Aima’s “Desiring Machines” caught my attention off the bat, starting off as it did with an image from the Atari arcade game BattlezoneBattlezone, you see, was the first video games I was really good at. Good enough that I could walk up to any Battlezone game in any arcade and get myself on the high score list. While the image caught my attention, what I want to highlight is Aima’s discussion of curation within the context of the New Aesthetic, coded space, and the panoptic nature of both.

I read Bruce Sterling’s Wired article on the New Aesthetic when it was released and I’ve seen Bridle’s tumblr, so I was familiar with what was being discussed. As I started reading, I began to wonder why we were assigned this article, and then, about the time of the pull-out quote, it hit me: Through gathering all these disparate images, video, and quotes – “Drones mapping, mirror worlds, machine vision, surveillance infrastructure..render ghosts, nostalgia for the glitch, 8-bit reveries, #botiliciousness…” – Bridle wasn’t just collecting or aggregating; in creating The New Aesthetic Tumblr Bridle was defining a new artistic sensibility. In other words, by bringing all these things together in once Tumblr under the title “The New Aesthetic,” Bridle was adding value to all these digital objects by presenting them as parts of a whole.

Adding value to data and objects, Wolff stressed in his lecture, is one of the key features that differentiates acts of mere collecting or aggregating from acts of curation. (Ross and the DigCurV “What is Digital Curation” video stress the importance of adding value as well.) Important to note here is that through his acts of curation, Bridle both made us aware of this new artistic sensibility and shaped our perceptions about our relationship with these “eruptions of the digital into the physical,” our digital environment, and our existence within coded space. And it is here that we see the power inherent in the privilege of curation that Wolff warns against in his lecture, that is a key concern in Tony Bennett’s “The Political Rationality of the Museum,” and is discussed in the Alexanders’ “What Is a Museum?”

A page 137 from McLuhan and Fiore's The Medium Is the Massage

McLuhan and Fiore’s The Medium Is the Massage, p. 137

While I was familiar with The New Aesthetic, the terms “code/space” and “coded space” are new to me, but I’m finding them useful terms to think about in a number of contexts from my professional and personal life, everything from studying, teaching, and exploring networked writing environments; to my consumer habits being tracked and logged; to my current hobby of playing with Arduinos. (A regular joke in our household revolves around the idea of me rigging up an internet-connected Arduino to send us text messages when the mail is delivered, but I could just as easily have that information sent to an online data logging tool like Phant, and then use that information to look for trends in our mail delivery times.) Coded space is inherently networked, and just as I could easily use my coded space to surveil my mail deliverers, others can, and are, using their coded spaces to surveil me. My go-to example about how retailers track our buying habits for predictive purposes is the story of how a father learned that his teenaged daughter was pregnant because Target told him she was based what they were buying at Target – and no, they weren’t buying baby stuff. Wolff touches on this in his lecture as well, in the context of Foucault, noting that Foucault argued that we would move from a centralized panoptic structures to more fluid, dispersed forms.

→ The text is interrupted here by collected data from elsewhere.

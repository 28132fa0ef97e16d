//! Localization download: query, CSV rows, frame and chip images.

use std::collections::{BTreeMap, HashSet};
use std::fs;
use std::path::{Path, PathBuf};

use tracing::{debug, info};

use super::{frame_tiff, truncate_to_seconds};
use crate::api::{
    value_to_string, AnnotationApi, EntityKind, Localization, LocalizationQuery, StateQuery,
};
use crate::error::TatorError;
use crate::resolve::{Query, Resolver, Scope};
use crate::table::Table;

const LEADING_COLUMNS: [&str; 13] = [
    "id",
    "media_id",
    "media",
    "frame",
    "frame_tiff",
    "version_id",
    "version",
    "modified_by",
    "modified_datetime",
    "x",
    "y",
    "width",
    "height",
];

/// Which localizations to download.
#[derive(Clone, Debug, PartialEq)]
pub struct LocalizationFilter {
    pub project: Scope,
    pub media: Option<Query>,
    pub frame: Option<u64>,
    /// When unset the project must have exactly one localization type.
    pub loctype: Option<Query>,
    pub version: Option<Query>,
    pub attributes: Vec<(String, String)>,
    pub window: Option<(u64, u64)>,
    pub ids: Vec<u64>,
    /// Restrict to frames covered by states of this type.
    pub statetype: Option<Query>,
    pub state_attributes: Vec<(String, String)>,
}

impl LocalizationFilter {
    pub fn new(project: impl Into<Scope>) -> Self {
        Self {
            project: project.into(),
            media: None,
            frame: None,
            loctype: None,
            version: None,
            attributes: Vec::new(),
            window: None,
            ids: Vec::new(),
            statetype: None,
            state_attributes: Vec::new(),
        }
    }
}

/// Fetches the localizations matching `filter`.
pub fn fetch_localizations<A: AnnotationApi>(
    resolver: &Resolver<A>,
    filter: &LocalizationFilter,
) -> Result<Vec<Localization>, TatorError> {
    if filter.statetype.is_some()
        && (filter.frame.is_some() || filter.window.is_some() || !filter.ids.is_empty())
    {
        return Err(TatorError::InvalidArgument(
            "--statetype cannot be combined with --frame, --pagination or --id".to_string(),
        ));
    }

    let project = resolver.project_id(&filter.project)?;
    let scope = Scope::Id(project);

    let type_id = match &filter.loctype {
        Some(query) => {
            resolver
                .resolve_one(EntityKind::LocalizationType, query.clone(), Some(&scope))?
                .id
        }
        None => default_loctype(resolver, &scope)?,
    };
    let versions = match &filter.version {
        Some(query) => {
            vec![resolver.resolve_one(EntityKind::Version, query.clone(), Some(&scope))?.id]
        }
        None => Vec::new(),
    };
    let media_ids = match &filter.media {
        Some(query) => {
            vec![resolver.resolve_one(EntityKind::Media, query.clone(), Some(&scope))?.id]
        }
        None => Vec::new(),
    };

    let base = LocalizationQuery {
        versions,
        type_id: Some(type_id),
        media_ids,
        attributes: filter.attributes.clone(),
        ..LocalizationQuery::default()
    };

    let Some(statetype) = &filter.statetype else {
        let query = LocalizationQuery {
            frame: filter.frame,
            window: filter.window,
            ids: filter.ids.clone(),
            ..base
        };
        let localizations = resolver.api().list_localizations(project, &query)?;
        info!(count = localizations.len(), "fetched localizations");
        return Ok(localizations);
    };

    let statetype = resolver.resolve_one(EntityKind::StateType, statetype.clone(), Some(&scope))?;
    let state_query = StateQuery {
        type_id: Some(statetype.id),
        versions: base.versions.clone(),
        media_ids: base.media_ids.clone(),
        attributes: filter.state_attributes.clone(),
    };
    let states = resolver.api().list_states(project, &state_query)?;
    info!(count = states.len(), statetype = statetype.name_str(), "fetched states");

    let mut seen = HashSet::new();
    let mut localizations = Vec::new();
    for state in &states {
        let (Some(&media), Some(frame)) = (state.media.first(), state.frame) else {
            continue;
        };
        if !seen.insert((media, frame)) {
            continue;
        }
        let query = LocalizationQuery {
            media_ids: vec![media],
            frame: Some(frame),
            ..base.clone()
        };
        let found = resolver.api().list_localizations(project, &query)?;
        debug!(media, frame, count = found.len(), "fetched localizations for state frame");
        localizations.extend(found);
    }
    info!(count = localizations.len(), "fetched localizations");
    Ok(localizations)
}

fn default_loctype<A: AnnotationApi>(
    resolver: &Resolver<A>,
    scope: &Scope,
) -> Result<u64, TatorError> {
    let loctypes = resolver.list(EntityKind::LocalizationType, Some(scope))?;
    match loctypes.as_slice() {
        [only] => Ok(only.id),
        _ => {
            let listed: Vec<String> = loctypes
                .iter()
                .map(|lt| format!("{}:{}", lt.id, lt.name_str()))
                .collect();
            Err(TatorError::InvalidArgument(format!(
                "expected one localization type in the project, found {{{}}}; specify one with --loctype",
                listed.join(",")
            )))
        }
    }
}

/// Builds the download CSV rows.
///
/// Media, version and user names come through the resolver, so each distinct
/// ID is fetched once. With `frame_dir` set, an `imagepath` column points at
/// `<frame_dir>/<media_id>_<frame>.png`.
pub fn localization_table<A: AnnotationApi>(
    resolver: &Resolver<A>,
    localizations: &[Localization],
    frame_dir: Option<&Path>,
) -> Result<Table, TatorError> {
    let mut records = Vec::with_capacity(localizations.len());

    for loc in localizations {
        let media = resolver.resolve_one(EntityKind::Media, loc.media, None)?;
        let mut record = BTreeMap::new();
        record.insert("id".to_string(), loc.id.to_string());
        record.insert("media_id".to_string(), loc.media.to_string());
        record.insert("media".to_string(), media.name_str().to_string());
        record.insert("frame".to_string(), loc.frame.to_string());
        if let Some(tiff) = frame_tiff(&media, loc.frame)? {
            record.insert("frame_tiff".to_string(), tiff);
        }

        let (version_id, version) = match loc.version {
            Some(id) => {
                let version = resolver.resolve_one(EntityKind::Version, id, None)?;
                (id.to_string(), version.name_str().to_string())
            }
            None => (String::new(), String::new()),
        };
        record.insert("version_id".to_string(), version_id);
        record.insert("version".to_string(), version);

        let modified_by = match loc.modified_by {
            Some(id) => {
                let user = resolver.resolve_one(EntityKind::User, id, None)?;
                EntityKind::User.name_of(&user).unwrap_or_default().to_string()
            }
            None => String::new(),
        };
        record.insert("modified_by".to_string(), modified_by);
        record.insert(
            "modified_datetime".to_string(),
            loc.modified_datetime
                .as_deref()
                .map(truncate_to_seconds)
                .unwrap_or_default(),
        );

        record.insert("x".to_string(), loc.x.to_string());
        record.insert("y".to_string(), loc.y.to_string());
        record.insert("width".to_string(), loc.width.to_string());
        record.insert("height".to_string(), loc.height.to_string());

        for (key, value) in loc.attributes.iter().flatten() {
            record.insert(key.clone(), value_to_string(value).unwrap_or_default());
        }

        if let Some(dir) = frame_dir {
            record.insert(
                "imagepath".to_string(),
                frame_image_path(dir, loc.media, loc.frame)
                    .to_string_lossy()
                    .into_owned(),
            );
        }
        records.push(record);
    }

    Ok(Table::from_records(&LEADING_COLUMNS, &records, &["imagepath"]))
}

pub fn frame_image_path(dir: &Path, media: u64, frame: u64) -> PathBuf {
    dir.join(format!("{media}_{frame}.png"))
}

pub fn chip_image_path(dir: &Path, loc: &Localization) -> PathBuf {
    dir.join(format!("{}_{}_{}.png", loc.media, loc.frame, loc.id))
}

/// Saves every distinct frame as `<media>_<frame>.png`, skipping files that
/// already exist. Returns the number of frames fetched.
pub fn download_frames<A: AnnotationApi>(
    api: &A,
    localizations: &[Localization],
    dir: &Path,
) -> Result<usize, TatorError> {
    fs::create_dir_all(dir).map_err(TatorError::Io)?;
    let mut fetched = 0;
    let mut seen = HashSet::new();
    for loc in localizations {
        if !seen.insert((loc.media, loc.frame)) {
            continue;
        }
        let target = frame_image_path(dir, loc.media, loc.frame);
        if target.is_file() {
            debug!(path = %target.display(), "frame already downloaded");
            continue;
        }
        let bytes = api.get_frame(loc.media, loc.frame)?;
        fs::write(&target, bytes).map_err(TatorError::Io)?;
        fetched += 1;
    }
    info!(fetched, dir = %dir.display(), "downloaded frames");
    Ok(fetched)
}

/// Saves each localization's image chip as `<media>_<frame>_<id>.png`,
/// skipping files that already exist. Returns the number of chips fetched.
pub fn download_chips<A: AnnotationApi>(
    api: &A,
    localizations: &[Localization],
    dir: &Path,
) -> Result<usize, TatorError> {
    fs::create_dir_all(dir).map_err(TatorError::Io)?;
    let mut fetched = 0;
    for loc in localizations {
        let target = chip_image_path(dir, loc);
        if target.is_file() {
            continue;
        }
        let bytes = api.get_localization_graphic(loc.id)?;
        fs::write(&target, bytes).map_err(TatorError::Io)?;
        fetched += 1;
    }
    info!(fetched, dir = %dir.display(), "downloaded localization chips");
    Ok(fetched)
}
//! Name-to-ID resolution for catalog entities.
//!
//! A [`Resolver`] turns user-supplied queries (an ID, the `list` sentinel, or a
//! human-readable name) into remote entities of a given [`EntityKind`]. Every
//! result is memoized for the lifetime of the resolver; the remote catalog is
//! assumed stable for the duration of one command.
//!
//! Scoped kinds (everything except projects and users) need a project to
//! disambiguate names. The project itself is resolved through the same cache.
//!
//! # Example
//!
//! ```no_run
//! use tatorsync::api::client::TatorClient;
//! use tatorsync::api::EntityKind;
//! use tatorsync::resolve::{Resolver, Scope};
//!
//! let client = TatorClient::new("https://tator.example.org", "token", None)?;
//! let resolver = Resolver::new(client);
//!
//! let project = resolver.resolve_one(EntityKind::Project, "plankton-survey", None)?;
//! let version = resolver.resolve_one(
//!     EntityKind::Version,
//!     "Baseline",
//!     Some(&Scope::from(&project)),
//! )?;
//! println!("version {} in project {}", version.id, project.id);
//! # Ok::<(), tatorsync::TatorError>(())
//! ```

mod query;

use std::cell::RefCell;
use std::collections::HashMap;
use std::rc::Rc;

use tracing::{debug, info};

use crate::api::{AnnotationApi, Entity, EntityKind, ListFilter, NewEntity};
use crate::error::TatorError;

pub use query::{Query, Scope, LIST_SENTINEL};

/// The outcome of a lookup: one entity, or the listing for `list`.
#[derive(Clone, Debug, PartialEq)]
pub enum Resolved {
    One(Entity),
    Many(Vec<Entity>),
}

impl Resolved {
    pub fn as_one(&self) -> Option<&Entity> {
        match self {
            Resolved::One(entity) => Some(entity),
            Resolved::Many(_) => None,
        }
    }

    /// All resolved entities; a single result is a one-element slice.
    pub fn entities(&self) -> &[Entity] {
        match self {
            Resolved::One(entity) => std::slice::from_ref(entity),
            Resolved::Many(entities) => entities,
        }
    }
}

/// Leaf (taxonomy) lookup options. Leaf lookups without a filter use the
/// default, a substring match on `path`.
#[derive(Clone, Debug, PartialEq, Eq, Hash)]
pub struct LeafFilter {
    /// Attribute compared against the query. `name` and `id` require a unique
    /// exact match; any other attribute matches by substring and may return
    /// several leaves.
    pub attribute: String,
    /// Attribute listings and substring matches are ordered by.
    pub order_by: String,
}

impl Default for LeafFilter {
    fn default() -> Self {
        Self {
            attribute: "path".to_string(),
            order_by: "path".to_string(),
        }
    }
}

impl LeafFilter {
    fn is_exact(&self) -> bool {
        matches!(self.attribute.as_str(), "name" | "id")
    }
}

/// Options for creating a missing version.
#[derive(Clone, Debug, Default, PartialEq, Eq)]
pub struct Autocreate {
    pub description: Option<String>,
}

#[derive(Clone, Debug, PartialEq, Eq, Hash)]
struct CacheKey {
    kind: EntityKind,
    query: Query,
    scope: Option<u64>,
    leaf: Option<LeafFilter>,
}

/// Memoizing resolver over an [`AnnotationApi`].
///
/// The cache is unsynchronized and never evicted; one resolver serves one
/// command invocation.
pub struct Resolver<A> {
    api: A,
    cache: RefCell<HashMap<CacheKey, Rc<Resolved>>>,
}

impl<A: AnnotationApi> Resolver<A> {
    pub fn new(api: A) -> Self {
        Self {
            api,
            cache: RefCell::new(HashMap::new()),
        }
    }

    /// The underlying API, for calls that bypass the catalog.
    pub fn api(&self) -> &A {
        &self.api
    }

    /// Number of memoized lookups.
    pub fn cached_len(&self) -> usize {
        self.cache.borrow().len()
    }

    /// Resolves `query` to one entity or, for `list`, every entity in scope.
    ///
    /// Repeated calls with an equivalent query and scope return the same
    /// `Rc` without another remote call.
    pub fn resolve(
        &self,
        kind: EntityKind,
        query: impl Into<Query>,
        scope: Option<&Scope>,
    ) -> Result<Rc<Resolved>, TatorError> {
        self.lookup(kind, query.into(), scope, None, None)
    }

    /// Resolves `query` to exactly one entity; `list` is rejected.
    pub fn resolve_one(
        &self,
        kind: EntityKind,
        query: impl Into<Query>,
        scope: Option<&Scope>,
    ) -> Result<Entity, TatorError> {
        let query = query.into();
        let resolved = self.lookup(kind, query.clone(), scope, None, None)?;
        single(kind, &query, &resolved)
    }

    /// Resolves `query` to the listing of every entity of `kind` in scope.
    pub fn list(&self, kind: EntityKind, scope: Option<&Scope>) -> Result<Vec<Entity>, TatorError> {
        let resolved = self.lookup(kind, Query::List, scope, None, None)?;
        Ok(resolved.entities().to_vec())
    }

    /// Version lookup that can create the version when the name is unknown.
    pub fn resolve_version(
        &self,
        query: impl Into<Query>,
        scope: Option<&Scope>,
        autocreate: Option<&Autocreate>,
    ) -> Result<Entity, TatorError> {
        let query = query.into();
        let resolved = self.lookup(EntityKind::Version, query.clone(), scope, None, autocreate)?;
        single(EntityKind::Version, &query, &resolved)
    }

    /// Leaf lookup by an arbitrary attribute; see [`LeafFilter`].
    pub fn resolve_leaves(
        &self,
        query: impl Into<Query>,
        scope: Option<&Scope>,
        filter: &LeafFilter,
    ) -> Result<Rc<Resolved>, TatorError> {
        self.lookup(EntityKind::Leaf, query.into(), scope, Some(filter), None)
    }

    /// Resolves a scope to a project ID. Names go through the project cache.
    pub fn project_id(&self, scope: &Scope) -> Result<u64, TatorError> {
        match scope {
            Scope::Id(id) => Ok(*id),
            Scope::Name(name) => Ok(self.resolve_one(EntityKind::Project, name, None)?.id),
        }
    }

    fn lookup(
        &self,
        kind: EntityKind,
        query: Query,
        scope: Option<&Scope>,
        leaf: Option<&LeafFilter>,
        autocreate: Option<&Autocreate>,
    ) -> Result<Rc<Resolved>, TatorError> {
        let default_leaf = LeafFilter::default();
        let leaf = match (kind, leaf) {
            (EntityKind::Leaf, None) => Some(&default_leaf),
            (_, leaf) => leaf,
        };

        if let Query::Id(id) = query {
            let key = CacheKey {
                kind,
                query,
                scope: None,
                leaf: None,
            };
            return self.memoize(key, || Ok(Resolved::One(self.api.get_entity(kind, id)?)));
        }

        let scope_id = if kind.is_scoped() {
            let scope = scope.ok_or_else(|| TatorError::MissingScope {
                kind,
                query: query.to_string(),
            })?;
            Some(self.project_id(scope)?)
        } else {
            None
        };

        let key = CacheKey {
            kind,
            query: query.clone(),
            scope: scope_id,
            leaf: leaf.cloned(),
        };
        self.memoize(key, || self.fetch(kind, &query, scope_id, leaf, autocreate))
    }

    fn memoize(
        &self,
        key: CacheKey,
        fetch: impl FnOnce() -> Result<Resolved, TatorError>,
    ) -> Result<Rc<Resolved>, TatorError> {
        let cached = self.cache.borrow().get(&key).cloned();
        if let Some(hit) = cached {
            debug!(kind = %key.kind, query = %key.query, scope = ?key.scope, "cache hit");
            return Ok(hit);
        }

        debug!(kind = %key.kind, query = %key.query, scope = ?key.scope, "cache miss");
        let resolved = Rc::new(fetch()?);
        self.cache.borrow_mut().insert(key, Rc::clone(&resolved));
        Ok(resolved)
    }

    fn fetch(
        &self,
        kind: EntityKind,
        query: &Query,
        scope: Option<u64>,
        leaf: Option<&LeafFilter>,
        autocreate: Option<&Autocreate>,
    ) -> Result<Resolved, TatorError> {
        let filter = list_filter(kind, query);
        let mut entities = self.api.list_entities(kind, scope, &filter)?;

        let name = match query {
            Query::Name(name) => name,
            Query::Id(_) | Query::List => {
                sort_listing(&mut entities, leaf);
                return Ok(Resolved::Many(entities));
            }
        };

        if let Some(leaf) = leaf.filter(|leaf| !leaf.is_exact()) {
            entities.retain(|entity| {
                entity
                    .field(&leaf.attribute)
                    .is_some_and(|value| value.contains(name.as_str()))
            });
            sort_listing(&mut entities, Some(leaf));
            return Ok(Resolved::Many(entities));
        }

        let mut matches: Vec<Entity> = entities
            .into_iter()
            .filter(|entity| match leaf {
                Some(leaf) => entity.field(&leaf.attribute).as_deref() == Some(name.as_str()),
                None => kind.name_of(entity) == Some(name.as_str()),
            })
            .collect();

        match matches.len() {
            1 => Ok(Resolved::One(matches.remove(0))),
            0 => match (scope, autocreate) {
                (Some(scope), Some(autocreate)) => self.create(kind, name, scope, autocreate),
                _ => Err(TatorError::NotFound {
                    kind,
                    query: name.clone(),
                    hint: not_found_hint(kind, name),
                }),
            },
            _ => Err(TatorError::DuplicateName {
                kind,
                query: name.clone(),
                ids: matches.iter().map(|entity| entity.id).collect(),
            }),
        }
    }

    fn create(
        &self,
        kind: EntityKind,
        name: &str,
        scope: u64,
        autocreate: &Autocreate,
    ) -> Result<Resolved, TatorError> {
        info!(%kind, name, project = scope, "creating missing entity");
        let spec = NewEntity {
            name: name.to_string(),
            description: autocreate.description.clone(),
        };
        let id = self.api.create_entity(kind, scope, &spec)?;
        Ok(Resolved::One(self.api.get_entity(kind, id)?))
    }
}

fn single(kind: EntityKind, query: &Query, resolved: &Resolved) -> Result<Entity, TatorError> {
    resolved
        .as_one()
        .cloned()
        .ok_or_else(|| TatorError::ExpectedSingle {
            kind,
            query: query.to_string(),
        })
}

fn list_filter(kind: EntityKind, query: &Query) -> ListFilter {
    match (kind, query) {
        (EntityKind::Media, Query::List) => ListFilter {
            media_dtype: Some("video".to_string()),
            ..Default::default()
        },
        (EntityKind::Media | EntityKind::User, Query::Name(name)) => ListFilter {
            name: Some(name.clone()),
            ..Default::default()
        },
        _ => ListFilter::default(),
    }
}

fn sort_listing(entities: &mut [Entity], leaf: Option<&LeafFilter>) {
    match leaf {
        Some(leaf) => entities.sort_by(|a, b| {
            a.field(&leaf.order_by)
                .cmp(&b.field(&leaf.order_by))
                .then(a.id.cmp(&b.id))
        }),
        None => entities.sort_by_key(|entity| entity.id),
    }
}

fn not_found_hint(kind: EntityKind, name: &str) -> String {
    if kind == EntityKind::Media && !name.contains('.') {
        ". Did you remember to include a file extension like .mp4?".to_string()
    } else {
        String::new()
    }
}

Also of great interest to me this week was the Alexanders’ “What Is a Museum?” I have a particular interest in rhetorical and social memory, and I couldn’t help but read the article within that context. Just as the image of Battlezone caught my attention at the start of “Desiring Machines,” the connection between the origins of museums and the muses immediately caught my attention in both Wolff’s lecture and in “What Is a Museum?” The Muses, you see, are the daughters of Mnemosyne, the personification of memory in Greek mythology. (In Wax Tablets of the Mind Jocelyn Penny Small connects the domains of each of the Muses to a different form or channel of mnemonic encoding – dance to movement, epic poetry to writing (Calliope’s emblem is a writing tablet), lyric poetry to rhythm, etc. – noting that the more channels of mnemonic encoding we engage at one time, the easier it is to commit something to memory.) With that connection between the memory and museums already established, how could I avoid thinking about museums as anything other than artificial memory systems?

I should probably point out here that our notion of memory is far more narrow than it was during the Classical and Medieval periods. Back then, memory was not just about storing and retrieving information but was regarded as something more akin to our contemporary notion of creativity. While mnemonic practices were concerned with storage and retrieval, the goal was not rote memorization and remembering in and of itself but to use one’s memory inventively. (See Mary Carruthers’ The Craft of Thought or ask me to rant sometime – we still use our memory systems inventively, it’s just that we don’t recognize most of our practices and technologies of memory as practices and technologies of memory.)

So, as I’m thinking about “What Is a Museum?” and thinking about the museum as an artificial memory system, I’m thinking about what I call the rhetoric and poetics of memory as curation.3 The museum, as an institution involved in the collection, conservation, research, exhibition and education of artifacts (both natural and human created) and information, is a space of memory, an institution of memory, and a system of memory wrapped all in one.

While we tend to think of memory as something that just happens (we remember), memory is actually an active process regardless of whether we’re talking about our personal memories or social memory. As an active process, it’s something we curate if for no other reason than we are interpreting what we remember and applying it or repressing it for a specific purpose. Memory, as I like to argue, is about making meaning, both for ourselves and for others. (It is, after all, one of the canons or parts of rhetoric.)

So, museums, as institutions of memory, are institutions of curated memory. And, likewise, curation is itself a practice of memory. As both Wolff’s lecture and various readings argue, curation is more than archiving and preservation. It’s about the whole lifecycle of an artifact (physical or data) and adding value to that artifact for reuse. People of the Classical and Medieval worlds, as I’ve noted above, regarded memoria as more than issues of archiving and preservation. They understood memoria to be about using our memory systems to make meaning (adding value) through reuse.

Postscript: The New Aesthetic, in making us aware of the “eruptions of the digital into the physical,” functions as what Marshall McLuhan calls an anti-environment. “Environments,” McLuhan explains, “are invisible. Their groundrules, pervasive structure, and overall paterns elude easy perception” (The Medium Is the Massage, 84-85). Art, McLuhan argues, has the ability to reveal our environments to us, and we see that in Justin Wolff’s discussion of the art of Mark Dion which focuses on the environment of the museum itself. While McLuhan’s never that far from my mind, I lectured today on the sections of The Medium Is the Massage that includes environments, the role of art, and, yes, museums.

  1. from Harvey Ross’ Digital Curation: A How-to-Do-It Manual.
  2. From Museums in Motion: An Introduction to the History and Foundation of Museums. 2nd ed.
  3. It may help to know that Classical and Medieval thinkers were concerned not with memory in terms of what we held in our personal memory and what was outside us, but in terms of natural memory (unaided remembering) and artificial memory (memory that relies upon a mnemonic, with the understanding that a mnemonic includes writing, monuments, song, mementos, etc.